Can you quote the lines below exactly, starting at the line with "fn fmt(&self, f: &mut" and going through the last one?

▼▼▼

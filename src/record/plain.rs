//! Records validated at construction only

use std::fmt;
use std::sync::Arc;

use serde_json::{Map, Value};

use crate::observability::{log_event_with_fields, Event};
use crate::schema::{RecordSchema, SchemaValidator, ValidationError};

use super::{construct_values, render};

/// A record checked once, when it is built.
///
/// Setting a field afterwards is never validated: a record whose `age`
/// holds a string is a legal state. Attributes outside the schema can be
/// set and read back, but are not part of `dump`.
#[derive(Debug, Clone)]
pub struct PlainRecord {
    schema: Arc<RecordSchema>,
    values: Map<String, Value>,
    extras: Map<String, Value>,
}

impl PlainRecord {
    /// Validates `document` against `schema` and builds the record.
    ///
    /// Keys in `document` that the schema does not declare are dropped,
    /// not rejected; use `set` to attach undeclared attributes.
    ///
    /// # Errors
    ///
    /// Returns `ValidationError` listing every offending field.
    pub fn construct(schema: Arc<RecordSchema>, document: &Value) -> Result<Self, ValidationError> {
        let validator = SchemaValidator::new(schema);
        let values = construct_values(&validator, document)?;
        Ok(Self {
            schema: Arc::clone(validator.schema()),
            values,
            extras: Map::new(),
        })
    }

    /// Stores `value` verbatim and returns the previous value, if any.
    pub fn set(&mut self, field: &str, value: impl Into<Value>) -> Option<Value> {
        let value = value.into();
        let model = self.schema.name.as_str();

        if self.schema.has_field(field) {
            log_event_with_fields(
                Event::UncheckedAssignment,
                &[("field", field), ("record", model)],
            );
            self.values.insert(field.to_string(), value)
        } else {
            log_event_with_fields(
                Event::UndeclaredAttributeSet,
                &[("field", field), ("record", model)],
            );
            self.extras.insert(field.to_string(), value)
        }
    }

    /// Current value of a declared field or a previously set attribute
    pub fn get(&self, field: &str) -> Option<&Value> {
        self.values.get(field).or_else(|| self.extras.get(field))
    }

    /// Independent snapshot of the declared fields, in declaration order
    pub fn dump(&self) -> Map<String, Value> {
        self.values.clone()
    }

    /// The record's schema
    pub fn schema(&self) -> &RecordSchema {
        &self.schema
    }
}

impl fmt::Display for PlainRecord {
    fn fmt(&self, f: &mut fmt::Formatter<'_>) -> fmt::Result {
        render(f, &self.schema.name, &self.values)
    }
}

▲▲▲

• **RESULT BELOW**:
    fn fmt(&self, f: &mut fmt::Formatter<'_>) -> fmt::Result {
        render(f, &self.schema.name, &self.values)
    }
}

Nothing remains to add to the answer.